Naming and Labeling Data

Note: The recently updated IPA Stata 102 training covers data cleaning, including naming and labeling. Also, see the guide to checking incoming data or the manual on high-frequency checks, applicable to both CAI and paper-and-pencil projects.

Variable names and labels are usually a personal preference, and different PIs have different preferences, so there's no formal convention. “Check with your PI” is usually good advice, but a very busy PI might not respond to that, so here are some guidelines: 1. All variables should have labels, and all multiple choice variables have value labels. 2. The labeling system should be internally consistent. 3. It should be easy to connect the variable in the dataset with the question on the questionnaire. Most analysis is done with the questionnaire in hand.

To learn the code to create labels in Stata, go here.

The most common way to name variables is to use the question number from the questionnaire as the variable name and provide a descriptive .

The basic here is:

Variable name: question_number Variable label: descriptive label

So if you had questions 101 through 103 from a questionnaire called “QA,” the names and labels might be: label var qa_101 "Has children under 15" label var qa_102a "Number boys under 15" label var qa_102b "Number boys in school" label var qa_103a "Number girls under 15" label var qa_103b "Number girls in school"

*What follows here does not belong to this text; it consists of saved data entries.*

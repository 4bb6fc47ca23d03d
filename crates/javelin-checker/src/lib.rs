//! Javelin semantic analysis
//!
//! Two passes over the parsed tree: the binder builds the class symbol
//! table, then the checker attaches a type to every expression and
//! validates every statement. Both passes accumulate reports and never
//! abort; downstream stages decide what an error-level report means.

mod binder;
mod checker;
mod error;
mod report;
mod symbol_table;

pub use binder::bind;
pub use checker::{check, TypeMap};
pub use error::SemanticError;
pub use report::{has_errors, reports_to_json, Report, ReportKind, Stage};
pub use symbol_table::{Method, MethodId, Symbol, SymbolTable};

use javelin_ast::Ast;

/// Run both semantic passes over a parsed program.
pub fn analyze(ast: &Ast) -> (SymbolTable, TypeMap, Vec<Report>) {
    let (table, mut reports) = bind(ast);
    let (types, check_reports) = check(ast, &table);
    reports.extend(check_reports);
    (table, types, reports)
}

A second good way is to use a descriptive variable name, then put the question number in the label.

The basic format here is:

Variable name: descriptive_name Variable label: [question_number] descriptive label

There is an example of this in the document library that uses a style similar to: label var child15 "[QA.101] Has children under 15" label var child15G "[QA.102a] Number boys under 15" label var child15BS "[QA.102b] Number boys in school" label var child15G "[QA.103a] Number girls under 15" label var child15GS "[QA.103b] Number girls in school"

A practical tip on creating value labels: it can be useful to change the delimiter to a semicolon so that a single command can take up several rows in your text editor, making it easier to read. See delimit to learn about delimiters in Stata. An example would be:

#delimit ; label def sex 0 "Male 0" 1 "Female 1" ; label def reg 1 "Northern 1" 2 "Southern 2" 3 "Western 3" 4 "Eastern 4" 5 "Central 5" ; #delimit cr label values female sex label values region reg

Note how the labels have the number in the value label. This is not strictly necessary, but can be very useful if you want to refer to specific values.